Stored data:
━━━━━━━━━━━━━━━━━━━━━━━━━━━━━━

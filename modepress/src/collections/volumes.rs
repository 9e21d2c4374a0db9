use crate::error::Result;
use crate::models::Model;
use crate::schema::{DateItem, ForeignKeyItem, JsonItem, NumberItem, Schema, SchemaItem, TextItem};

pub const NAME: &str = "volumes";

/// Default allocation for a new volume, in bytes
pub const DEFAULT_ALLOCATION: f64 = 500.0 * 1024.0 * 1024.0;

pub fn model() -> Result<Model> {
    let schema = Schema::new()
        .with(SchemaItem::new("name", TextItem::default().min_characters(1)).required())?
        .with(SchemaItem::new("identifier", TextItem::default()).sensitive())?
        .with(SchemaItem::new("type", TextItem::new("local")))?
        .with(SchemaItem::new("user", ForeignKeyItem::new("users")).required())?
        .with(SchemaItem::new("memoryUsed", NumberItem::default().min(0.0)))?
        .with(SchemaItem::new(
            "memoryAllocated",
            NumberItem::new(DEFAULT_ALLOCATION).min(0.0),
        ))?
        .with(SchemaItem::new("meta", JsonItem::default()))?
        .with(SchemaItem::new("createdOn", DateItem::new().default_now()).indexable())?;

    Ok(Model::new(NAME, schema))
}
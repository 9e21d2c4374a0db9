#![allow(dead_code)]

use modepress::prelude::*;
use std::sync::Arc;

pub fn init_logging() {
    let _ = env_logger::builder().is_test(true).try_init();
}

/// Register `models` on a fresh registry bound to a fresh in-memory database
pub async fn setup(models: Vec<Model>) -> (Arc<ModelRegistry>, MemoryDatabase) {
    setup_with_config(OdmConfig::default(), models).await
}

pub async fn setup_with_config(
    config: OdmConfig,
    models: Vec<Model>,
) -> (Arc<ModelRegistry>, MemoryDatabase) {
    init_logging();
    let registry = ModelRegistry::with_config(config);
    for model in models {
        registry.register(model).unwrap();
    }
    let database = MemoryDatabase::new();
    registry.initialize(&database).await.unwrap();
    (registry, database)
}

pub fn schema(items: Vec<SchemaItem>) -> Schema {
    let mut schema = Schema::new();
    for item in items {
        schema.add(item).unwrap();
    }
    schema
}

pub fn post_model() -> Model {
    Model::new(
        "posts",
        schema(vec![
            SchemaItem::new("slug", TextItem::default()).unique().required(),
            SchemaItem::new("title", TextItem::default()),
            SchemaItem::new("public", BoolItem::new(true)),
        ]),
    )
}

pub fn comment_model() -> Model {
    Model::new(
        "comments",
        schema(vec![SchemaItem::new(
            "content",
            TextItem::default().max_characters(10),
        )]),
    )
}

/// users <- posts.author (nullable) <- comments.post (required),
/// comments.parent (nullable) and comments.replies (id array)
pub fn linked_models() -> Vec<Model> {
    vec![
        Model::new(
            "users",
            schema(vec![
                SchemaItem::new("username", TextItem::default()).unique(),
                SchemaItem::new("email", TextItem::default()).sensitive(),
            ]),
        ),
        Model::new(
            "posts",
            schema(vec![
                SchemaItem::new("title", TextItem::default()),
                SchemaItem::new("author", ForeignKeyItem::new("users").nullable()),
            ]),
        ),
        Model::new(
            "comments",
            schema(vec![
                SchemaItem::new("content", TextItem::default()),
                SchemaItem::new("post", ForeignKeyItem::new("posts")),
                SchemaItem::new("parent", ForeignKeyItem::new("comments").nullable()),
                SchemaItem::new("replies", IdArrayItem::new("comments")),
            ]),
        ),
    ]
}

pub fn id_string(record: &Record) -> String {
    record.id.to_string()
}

━━━━━━━━━━━━━━━━━━━━━━━━━━━━━━

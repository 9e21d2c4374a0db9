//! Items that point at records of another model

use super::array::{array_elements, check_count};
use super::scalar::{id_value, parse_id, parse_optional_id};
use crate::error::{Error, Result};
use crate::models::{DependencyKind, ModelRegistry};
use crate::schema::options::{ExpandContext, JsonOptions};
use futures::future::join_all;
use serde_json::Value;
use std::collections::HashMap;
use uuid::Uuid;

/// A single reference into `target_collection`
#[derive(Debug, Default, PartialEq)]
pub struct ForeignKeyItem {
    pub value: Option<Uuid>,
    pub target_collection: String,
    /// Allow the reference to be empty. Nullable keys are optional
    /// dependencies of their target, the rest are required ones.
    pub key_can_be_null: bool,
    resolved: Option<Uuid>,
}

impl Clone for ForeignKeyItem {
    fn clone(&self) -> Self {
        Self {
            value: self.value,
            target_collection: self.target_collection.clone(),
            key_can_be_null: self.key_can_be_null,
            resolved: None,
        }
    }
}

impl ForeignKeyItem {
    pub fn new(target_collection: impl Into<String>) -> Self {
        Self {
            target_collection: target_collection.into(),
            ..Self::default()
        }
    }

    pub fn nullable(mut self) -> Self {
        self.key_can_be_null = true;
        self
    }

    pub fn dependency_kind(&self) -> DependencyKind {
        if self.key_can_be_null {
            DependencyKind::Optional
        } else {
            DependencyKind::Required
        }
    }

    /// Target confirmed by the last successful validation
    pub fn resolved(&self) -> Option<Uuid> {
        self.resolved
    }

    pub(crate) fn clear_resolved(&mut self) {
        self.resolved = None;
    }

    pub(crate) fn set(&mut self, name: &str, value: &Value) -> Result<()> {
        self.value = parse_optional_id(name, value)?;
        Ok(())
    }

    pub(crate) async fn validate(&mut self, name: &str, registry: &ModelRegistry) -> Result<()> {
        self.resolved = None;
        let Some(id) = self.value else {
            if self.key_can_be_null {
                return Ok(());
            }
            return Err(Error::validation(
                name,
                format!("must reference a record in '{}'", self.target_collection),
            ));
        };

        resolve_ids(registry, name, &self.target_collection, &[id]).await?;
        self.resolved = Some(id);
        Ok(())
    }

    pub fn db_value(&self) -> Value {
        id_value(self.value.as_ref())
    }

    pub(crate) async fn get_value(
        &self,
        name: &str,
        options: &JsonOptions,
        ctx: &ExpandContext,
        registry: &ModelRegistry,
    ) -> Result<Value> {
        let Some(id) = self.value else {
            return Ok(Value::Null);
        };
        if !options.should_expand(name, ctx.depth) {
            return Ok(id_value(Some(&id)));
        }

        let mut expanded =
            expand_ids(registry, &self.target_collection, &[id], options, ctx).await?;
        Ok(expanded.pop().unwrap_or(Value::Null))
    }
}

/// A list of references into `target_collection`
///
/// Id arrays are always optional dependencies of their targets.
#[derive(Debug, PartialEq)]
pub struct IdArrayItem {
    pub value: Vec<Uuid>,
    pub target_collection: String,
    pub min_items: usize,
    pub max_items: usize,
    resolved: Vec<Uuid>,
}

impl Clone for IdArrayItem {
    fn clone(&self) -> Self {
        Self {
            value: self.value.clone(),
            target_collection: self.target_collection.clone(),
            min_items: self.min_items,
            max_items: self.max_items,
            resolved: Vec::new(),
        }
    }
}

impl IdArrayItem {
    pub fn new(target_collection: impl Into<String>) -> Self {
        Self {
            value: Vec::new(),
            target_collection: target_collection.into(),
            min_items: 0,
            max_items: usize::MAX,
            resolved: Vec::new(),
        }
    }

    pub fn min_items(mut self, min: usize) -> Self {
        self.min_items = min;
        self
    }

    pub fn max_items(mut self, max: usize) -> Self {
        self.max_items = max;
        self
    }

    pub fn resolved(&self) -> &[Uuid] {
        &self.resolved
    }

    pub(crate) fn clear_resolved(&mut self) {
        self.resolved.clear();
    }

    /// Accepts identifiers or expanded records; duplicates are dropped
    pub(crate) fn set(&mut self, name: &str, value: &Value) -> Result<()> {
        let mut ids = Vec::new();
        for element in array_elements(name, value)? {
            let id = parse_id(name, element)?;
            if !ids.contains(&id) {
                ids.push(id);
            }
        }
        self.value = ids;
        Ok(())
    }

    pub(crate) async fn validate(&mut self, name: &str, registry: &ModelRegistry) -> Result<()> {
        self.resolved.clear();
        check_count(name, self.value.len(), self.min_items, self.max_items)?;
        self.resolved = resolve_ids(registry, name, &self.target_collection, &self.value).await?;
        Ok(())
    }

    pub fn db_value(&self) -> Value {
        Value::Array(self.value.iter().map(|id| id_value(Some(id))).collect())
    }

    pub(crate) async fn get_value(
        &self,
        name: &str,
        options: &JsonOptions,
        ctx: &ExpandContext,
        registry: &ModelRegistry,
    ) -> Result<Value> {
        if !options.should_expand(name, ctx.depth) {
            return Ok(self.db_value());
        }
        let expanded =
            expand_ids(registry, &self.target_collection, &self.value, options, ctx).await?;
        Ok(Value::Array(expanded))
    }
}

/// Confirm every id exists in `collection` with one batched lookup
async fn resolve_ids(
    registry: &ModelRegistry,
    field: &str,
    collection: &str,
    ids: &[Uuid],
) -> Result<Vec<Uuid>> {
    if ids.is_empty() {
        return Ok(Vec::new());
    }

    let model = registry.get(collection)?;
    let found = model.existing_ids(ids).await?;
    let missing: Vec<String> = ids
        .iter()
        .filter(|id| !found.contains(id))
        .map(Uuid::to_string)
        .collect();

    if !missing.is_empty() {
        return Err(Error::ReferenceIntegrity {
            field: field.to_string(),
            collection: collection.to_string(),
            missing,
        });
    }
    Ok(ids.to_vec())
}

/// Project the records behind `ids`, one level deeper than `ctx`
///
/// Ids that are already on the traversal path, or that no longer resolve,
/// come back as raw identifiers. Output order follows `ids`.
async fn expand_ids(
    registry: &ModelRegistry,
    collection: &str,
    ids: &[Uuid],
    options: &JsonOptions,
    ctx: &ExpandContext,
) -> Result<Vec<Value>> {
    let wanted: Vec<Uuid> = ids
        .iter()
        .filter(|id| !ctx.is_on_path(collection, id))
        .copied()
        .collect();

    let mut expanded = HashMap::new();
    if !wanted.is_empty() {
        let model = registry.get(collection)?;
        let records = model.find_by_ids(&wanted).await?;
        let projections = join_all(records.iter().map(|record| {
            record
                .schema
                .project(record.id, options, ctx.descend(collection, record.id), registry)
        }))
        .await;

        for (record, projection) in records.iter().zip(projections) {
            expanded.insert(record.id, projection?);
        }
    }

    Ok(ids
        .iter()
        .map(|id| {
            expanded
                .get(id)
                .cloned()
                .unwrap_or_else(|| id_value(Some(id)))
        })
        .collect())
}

━━━━━━━━━━━━━━━━━━━━━━━━━━━━━━

● **ASSIGNMENT**
Search the data above for the string "projections" and copy each line that has it.

● **RESPONSE TO THIS TASK**
        let projections = join_all(records.iter().map(|record| {
        for (record, projection) in records.iter().zip(projections) {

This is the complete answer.